WHAT YOU ARE ASKED TO DO :: Return every line of the data below that includes the string "matches".

────────────────

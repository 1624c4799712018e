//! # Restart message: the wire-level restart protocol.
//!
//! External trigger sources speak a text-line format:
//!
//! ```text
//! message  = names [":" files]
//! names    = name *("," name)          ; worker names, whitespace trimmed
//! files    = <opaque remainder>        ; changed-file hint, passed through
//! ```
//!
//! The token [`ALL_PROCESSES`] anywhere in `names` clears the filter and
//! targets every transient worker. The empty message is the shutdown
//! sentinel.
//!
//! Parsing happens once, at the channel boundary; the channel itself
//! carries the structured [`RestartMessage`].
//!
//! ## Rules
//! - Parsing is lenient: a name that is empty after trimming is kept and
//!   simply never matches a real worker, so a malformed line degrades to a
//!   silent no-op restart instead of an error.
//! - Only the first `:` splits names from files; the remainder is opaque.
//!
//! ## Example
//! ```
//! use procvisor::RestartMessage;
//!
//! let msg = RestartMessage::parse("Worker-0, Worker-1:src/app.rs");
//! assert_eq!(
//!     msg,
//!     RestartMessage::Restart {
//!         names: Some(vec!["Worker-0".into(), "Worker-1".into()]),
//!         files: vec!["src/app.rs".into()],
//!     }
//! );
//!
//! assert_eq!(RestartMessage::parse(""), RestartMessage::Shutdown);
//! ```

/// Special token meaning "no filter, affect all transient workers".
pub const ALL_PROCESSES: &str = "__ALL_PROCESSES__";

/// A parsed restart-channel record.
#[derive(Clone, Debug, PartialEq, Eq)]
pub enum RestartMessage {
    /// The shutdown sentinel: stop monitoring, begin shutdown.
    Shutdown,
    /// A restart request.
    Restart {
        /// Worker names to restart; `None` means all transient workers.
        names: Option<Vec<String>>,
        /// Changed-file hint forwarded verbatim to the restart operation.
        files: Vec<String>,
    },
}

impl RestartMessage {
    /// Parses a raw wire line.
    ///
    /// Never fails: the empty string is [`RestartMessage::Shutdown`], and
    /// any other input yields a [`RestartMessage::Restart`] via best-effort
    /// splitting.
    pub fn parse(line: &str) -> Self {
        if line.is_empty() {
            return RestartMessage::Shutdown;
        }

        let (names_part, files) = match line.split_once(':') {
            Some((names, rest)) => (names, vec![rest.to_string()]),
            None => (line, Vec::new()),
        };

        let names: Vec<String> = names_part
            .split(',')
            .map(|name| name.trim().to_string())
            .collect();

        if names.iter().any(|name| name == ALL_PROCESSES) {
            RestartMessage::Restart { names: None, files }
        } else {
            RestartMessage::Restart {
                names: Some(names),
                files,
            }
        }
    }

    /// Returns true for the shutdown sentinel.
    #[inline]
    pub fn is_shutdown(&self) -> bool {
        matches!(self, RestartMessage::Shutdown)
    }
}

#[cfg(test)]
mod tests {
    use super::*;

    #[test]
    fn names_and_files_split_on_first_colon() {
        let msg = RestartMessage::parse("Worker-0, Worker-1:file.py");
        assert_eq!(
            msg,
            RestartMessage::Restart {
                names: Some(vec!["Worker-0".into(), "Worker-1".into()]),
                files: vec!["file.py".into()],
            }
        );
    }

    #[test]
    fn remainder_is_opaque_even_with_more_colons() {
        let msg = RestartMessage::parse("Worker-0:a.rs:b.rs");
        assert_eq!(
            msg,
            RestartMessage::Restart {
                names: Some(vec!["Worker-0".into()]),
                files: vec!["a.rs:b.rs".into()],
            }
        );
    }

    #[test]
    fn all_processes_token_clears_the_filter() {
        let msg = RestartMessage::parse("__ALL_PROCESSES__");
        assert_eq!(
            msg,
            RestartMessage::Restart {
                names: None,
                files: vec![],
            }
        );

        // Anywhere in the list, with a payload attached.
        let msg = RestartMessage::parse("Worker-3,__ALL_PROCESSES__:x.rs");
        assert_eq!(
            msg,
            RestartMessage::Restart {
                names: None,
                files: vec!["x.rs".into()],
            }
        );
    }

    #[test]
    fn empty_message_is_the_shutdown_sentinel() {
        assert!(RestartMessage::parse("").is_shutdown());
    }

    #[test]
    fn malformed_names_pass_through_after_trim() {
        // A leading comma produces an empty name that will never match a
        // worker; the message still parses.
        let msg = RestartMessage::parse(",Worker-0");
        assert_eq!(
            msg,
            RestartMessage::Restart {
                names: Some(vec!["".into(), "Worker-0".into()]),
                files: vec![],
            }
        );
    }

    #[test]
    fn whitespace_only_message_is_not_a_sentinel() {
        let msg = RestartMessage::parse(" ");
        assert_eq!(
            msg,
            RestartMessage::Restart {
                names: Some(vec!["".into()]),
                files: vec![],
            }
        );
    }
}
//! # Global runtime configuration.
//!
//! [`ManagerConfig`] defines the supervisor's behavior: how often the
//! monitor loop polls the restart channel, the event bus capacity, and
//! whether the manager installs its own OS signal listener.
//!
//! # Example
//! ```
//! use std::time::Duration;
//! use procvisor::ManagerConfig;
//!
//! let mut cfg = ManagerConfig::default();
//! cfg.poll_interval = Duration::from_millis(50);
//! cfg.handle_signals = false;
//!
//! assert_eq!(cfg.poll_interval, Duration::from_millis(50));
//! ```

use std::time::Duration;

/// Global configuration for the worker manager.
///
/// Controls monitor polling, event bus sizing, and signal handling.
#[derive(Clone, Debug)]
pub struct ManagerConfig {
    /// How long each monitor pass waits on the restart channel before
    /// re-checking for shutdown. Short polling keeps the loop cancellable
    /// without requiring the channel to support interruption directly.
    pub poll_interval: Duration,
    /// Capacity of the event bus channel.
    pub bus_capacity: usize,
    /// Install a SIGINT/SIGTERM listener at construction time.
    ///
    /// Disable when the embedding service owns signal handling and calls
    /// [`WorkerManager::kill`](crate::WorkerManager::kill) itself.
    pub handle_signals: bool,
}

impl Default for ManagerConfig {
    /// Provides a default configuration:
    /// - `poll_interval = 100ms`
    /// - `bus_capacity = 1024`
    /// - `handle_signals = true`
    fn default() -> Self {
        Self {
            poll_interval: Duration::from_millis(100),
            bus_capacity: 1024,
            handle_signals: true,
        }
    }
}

────────────────

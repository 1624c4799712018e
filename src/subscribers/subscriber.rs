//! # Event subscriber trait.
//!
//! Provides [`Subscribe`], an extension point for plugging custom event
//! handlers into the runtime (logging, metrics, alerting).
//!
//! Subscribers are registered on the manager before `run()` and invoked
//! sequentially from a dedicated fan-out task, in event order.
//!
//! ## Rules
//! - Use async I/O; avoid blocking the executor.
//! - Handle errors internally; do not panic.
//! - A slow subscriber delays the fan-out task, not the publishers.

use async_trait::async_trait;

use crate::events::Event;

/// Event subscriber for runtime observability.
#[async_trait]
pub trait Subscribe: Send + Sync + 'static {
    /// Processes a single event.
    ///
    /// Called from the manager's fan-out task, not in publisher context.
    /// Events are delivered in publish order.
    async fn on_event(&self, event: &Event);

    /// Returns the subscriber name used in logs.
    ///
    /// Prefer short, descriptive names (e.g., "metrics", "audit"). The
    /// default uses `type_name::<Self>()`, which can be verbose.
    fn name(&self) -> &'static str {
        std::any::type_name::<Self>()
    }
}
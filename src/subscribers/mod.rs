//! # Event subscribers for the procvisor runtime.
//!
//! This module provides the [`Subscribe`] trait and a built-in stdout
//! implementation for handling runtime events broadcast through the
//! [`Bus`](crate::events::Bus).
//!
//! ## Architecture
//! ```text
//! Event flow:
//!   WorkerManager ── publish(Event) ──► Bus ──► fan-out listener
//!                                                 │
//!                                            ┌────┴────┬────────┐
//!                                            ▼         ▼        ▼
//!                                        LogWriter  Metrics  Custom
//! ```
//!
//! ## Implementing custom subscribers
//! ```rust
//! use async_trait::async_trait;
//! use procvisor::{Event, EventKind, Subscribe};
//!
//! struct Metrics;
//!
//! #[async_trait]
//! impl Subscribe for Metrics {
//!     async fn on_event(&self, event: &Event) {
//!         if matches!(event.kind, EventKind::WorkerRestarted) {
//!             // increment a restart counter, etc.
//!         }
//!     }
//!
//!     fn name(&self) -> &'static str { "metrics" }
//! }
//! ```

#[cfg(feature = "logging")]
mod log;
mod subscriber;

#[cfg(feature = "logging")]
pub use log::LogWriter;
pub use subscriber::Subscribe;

────────────────

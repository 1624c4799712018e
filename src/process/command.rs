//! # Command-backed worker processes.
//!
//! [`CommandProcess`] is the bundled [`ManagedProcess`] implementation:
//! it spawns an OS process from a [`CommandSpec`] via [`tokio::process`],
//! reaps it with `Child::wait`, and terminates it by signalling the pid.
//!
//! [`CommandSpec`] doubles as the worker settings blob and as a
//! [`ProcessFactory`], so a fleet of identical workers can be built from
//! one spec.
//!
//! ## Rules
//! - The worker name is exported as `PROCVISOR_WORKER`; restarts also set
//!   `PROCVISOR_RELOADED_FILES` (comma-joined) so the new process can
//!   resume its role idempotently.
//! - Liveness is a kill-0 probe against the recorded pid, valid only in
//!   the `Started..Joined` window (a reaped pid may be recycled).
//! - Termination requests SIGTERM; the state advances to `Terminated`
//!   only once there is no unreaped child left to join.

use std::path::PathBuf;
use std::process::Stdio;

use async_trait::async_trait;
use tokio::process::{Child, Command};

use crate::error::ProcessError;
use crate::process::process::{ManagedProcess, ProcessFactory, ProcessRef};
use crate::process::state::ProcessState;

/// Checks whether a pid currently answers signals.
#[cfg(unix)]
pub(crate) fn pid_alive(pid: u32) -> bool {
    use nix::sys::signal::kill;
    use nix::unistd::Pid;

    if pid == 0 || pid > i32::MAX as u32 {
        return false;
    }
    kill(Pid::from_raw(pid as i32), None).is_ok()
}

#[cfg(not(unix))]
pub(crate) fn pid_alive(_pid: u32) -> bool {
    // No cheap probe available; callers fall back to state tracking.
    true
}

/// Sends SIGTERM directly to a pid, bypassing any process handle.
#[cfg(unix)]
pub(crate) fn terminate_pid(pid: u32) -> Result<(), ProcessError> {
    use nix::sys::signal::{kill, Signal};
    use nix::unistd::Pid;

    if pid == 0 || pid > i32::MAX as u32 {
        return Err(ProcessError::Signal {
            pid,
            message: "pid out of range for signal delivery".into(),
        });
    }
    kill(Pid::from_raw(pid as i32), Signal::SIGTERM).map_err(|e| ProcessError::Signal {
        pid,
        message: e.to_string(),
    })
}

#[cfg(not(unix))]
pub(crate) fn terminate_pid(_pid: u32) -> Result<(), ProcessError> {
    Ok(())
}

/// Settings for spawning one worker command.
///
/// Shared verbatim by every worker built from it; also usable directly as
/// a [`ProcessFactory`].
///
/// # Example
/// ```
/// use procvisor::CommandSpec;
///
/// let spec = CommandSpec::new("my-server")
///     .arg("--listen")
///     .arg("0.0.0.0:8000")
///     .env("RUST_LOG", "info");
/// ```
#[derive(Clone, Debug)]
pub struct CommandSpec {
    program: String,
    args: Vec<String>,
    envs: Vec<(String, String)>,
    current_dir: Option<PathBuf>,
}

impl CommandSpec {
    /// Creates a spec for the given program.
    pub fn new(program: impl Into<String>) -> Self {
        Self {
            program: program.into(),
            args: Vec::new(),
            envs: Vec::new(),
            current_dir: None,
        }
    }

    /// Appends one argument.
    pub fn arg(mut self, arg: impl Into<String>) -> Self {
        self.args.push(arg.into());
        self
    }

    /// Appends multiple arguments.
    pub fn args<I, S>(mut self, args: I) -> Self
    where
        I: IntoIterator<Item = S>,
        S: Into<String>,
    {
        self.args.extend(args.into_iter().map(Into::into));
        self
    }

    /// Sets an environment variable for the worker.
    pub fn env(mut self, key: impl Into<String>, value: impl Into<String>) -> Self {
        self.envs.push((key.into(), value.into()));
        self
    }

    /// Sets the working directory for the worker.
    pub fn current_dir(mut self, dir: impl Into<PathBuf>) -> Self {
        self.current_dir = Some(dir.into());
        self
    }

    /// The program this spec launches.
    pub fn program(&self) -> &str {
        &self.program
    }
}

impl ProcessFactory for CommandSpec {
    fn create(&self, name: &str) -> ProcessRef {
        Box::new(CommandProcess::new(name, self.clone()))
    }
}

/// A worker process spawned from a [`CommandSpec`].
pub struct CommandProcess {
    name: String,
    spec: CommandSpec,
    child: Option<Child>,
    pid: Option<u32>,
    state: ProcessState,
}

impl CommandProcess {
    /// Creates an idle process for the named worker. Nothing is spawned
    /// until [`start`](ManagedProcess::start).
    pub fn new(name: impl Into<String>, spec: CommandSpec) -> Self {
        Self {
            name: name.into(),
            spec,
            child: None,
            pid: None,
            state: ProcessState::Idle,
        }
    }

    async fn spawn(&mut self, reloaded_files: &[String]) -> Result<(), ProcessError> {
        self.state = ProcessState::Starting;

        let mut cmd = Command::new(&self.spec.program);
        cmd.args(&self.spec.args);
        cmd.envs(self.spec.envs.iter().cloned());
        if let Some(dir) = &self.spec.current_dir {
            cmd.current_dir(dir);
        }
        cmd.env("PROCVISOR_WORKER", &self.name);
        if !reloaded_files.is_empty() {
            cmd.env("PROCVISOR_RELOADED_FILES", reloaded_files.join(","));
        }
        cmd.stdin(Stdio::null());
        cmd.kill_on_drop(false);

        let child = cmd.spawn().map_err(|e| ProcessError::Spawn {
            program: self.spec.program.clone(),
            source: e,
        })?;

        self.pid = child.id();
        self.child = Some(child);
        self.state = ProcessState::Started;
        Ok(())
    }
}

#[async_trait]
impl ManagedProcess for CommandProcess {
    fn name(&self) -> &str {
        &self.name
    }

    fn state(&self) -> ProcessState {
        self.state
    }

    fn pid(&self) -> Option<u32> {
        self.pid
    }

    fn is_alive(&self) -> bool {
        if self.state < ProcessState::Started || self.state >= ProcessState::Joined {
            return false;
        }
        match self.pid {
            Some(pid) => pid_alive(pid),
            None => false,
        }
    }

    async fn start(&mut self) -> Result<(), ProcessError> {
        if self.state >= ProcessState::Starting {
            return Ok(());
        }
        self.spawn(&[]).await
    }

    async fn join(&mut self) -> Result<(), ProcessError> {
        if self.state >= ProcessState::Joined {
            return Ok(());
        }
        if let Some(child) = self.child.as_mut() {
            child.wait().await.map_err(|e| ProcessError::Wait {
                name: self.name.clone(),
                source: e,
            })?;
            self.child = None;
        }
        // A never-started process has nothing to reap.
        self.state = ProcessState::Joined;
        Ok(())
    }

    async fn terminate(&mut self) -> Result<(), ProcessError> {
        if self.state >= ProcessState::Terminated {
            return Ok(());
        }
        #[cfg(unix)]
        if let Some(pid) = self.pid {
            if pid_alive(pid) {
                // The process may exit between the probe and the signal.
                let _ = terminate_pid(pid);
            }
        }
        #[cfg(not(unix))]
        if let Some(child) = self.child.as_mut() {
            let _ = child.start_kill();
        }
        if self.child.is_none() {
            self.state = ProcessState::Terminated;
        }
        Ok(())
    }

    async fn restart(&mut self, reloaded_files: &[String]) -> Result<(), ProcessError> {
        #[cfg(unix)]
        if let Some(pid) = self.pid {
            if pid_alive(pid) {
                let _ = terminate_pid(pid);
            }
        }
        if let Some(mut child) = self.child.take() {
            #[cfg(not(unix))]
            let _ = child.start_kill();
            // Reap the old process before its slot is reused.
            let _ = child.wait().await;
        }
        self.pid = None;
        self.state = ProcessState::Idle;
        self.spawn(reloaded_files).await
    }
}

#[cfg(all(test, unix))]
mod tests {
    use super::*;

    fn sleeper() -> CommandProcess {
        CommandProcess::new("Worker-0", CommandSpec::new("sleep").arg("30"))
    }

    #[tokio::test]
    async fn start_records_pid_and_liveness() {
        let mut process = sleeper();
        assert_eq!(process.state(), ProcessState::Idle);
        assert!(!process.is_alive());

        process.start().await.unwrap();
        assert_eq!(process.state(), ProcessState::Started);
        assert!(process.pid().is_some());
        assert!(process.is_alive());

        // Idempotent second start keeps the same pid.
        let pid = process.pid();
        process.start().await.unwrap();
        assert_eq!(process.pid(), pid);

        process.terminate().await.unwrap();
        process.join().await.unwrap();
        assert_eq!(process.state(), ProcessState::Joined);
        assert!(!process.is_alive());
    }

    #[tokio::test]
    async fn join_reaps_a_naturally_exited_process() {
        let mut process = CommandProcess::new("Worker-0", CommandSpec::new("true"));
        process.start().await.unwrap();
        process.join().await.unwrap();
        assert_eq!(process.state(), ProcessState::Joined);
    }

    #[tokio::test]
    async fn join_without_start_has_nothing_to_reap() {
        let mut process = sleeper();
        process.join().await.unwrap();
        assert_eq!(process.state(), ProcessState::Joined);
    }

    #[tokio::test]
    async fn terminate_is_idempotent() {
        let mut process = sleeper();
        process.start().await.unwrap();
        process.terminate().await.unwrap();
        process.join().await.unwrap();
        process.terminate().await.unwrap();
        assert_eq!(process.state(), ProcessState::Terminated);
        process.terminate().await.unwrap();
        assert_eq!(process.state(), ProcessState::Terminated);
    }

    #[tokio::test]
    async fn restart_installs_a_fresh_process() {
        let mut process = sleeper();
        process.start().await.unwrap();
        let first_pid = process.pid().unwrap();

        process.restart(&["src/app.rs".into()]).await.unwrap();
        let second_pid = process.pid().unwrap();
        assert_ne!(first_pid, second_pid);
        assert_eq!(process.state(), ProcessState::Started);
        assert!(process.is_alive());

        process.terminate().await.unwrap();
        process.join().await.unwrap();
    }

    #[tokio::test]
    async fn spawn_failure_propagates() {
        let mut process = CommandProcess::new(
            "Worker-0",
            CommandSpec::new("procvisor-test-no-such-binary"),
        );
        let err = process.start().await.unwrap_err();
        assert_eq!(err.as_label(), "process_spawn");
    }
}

────────────────

SOLUTION FOR THIS TASK ::
//!   simply never matches a real worker, so a malformed line degrades to a
        matches!(self, RestartMessage::Shutdown)
//!         if matches!(event.kind, EventKind::WorkerRestarted) {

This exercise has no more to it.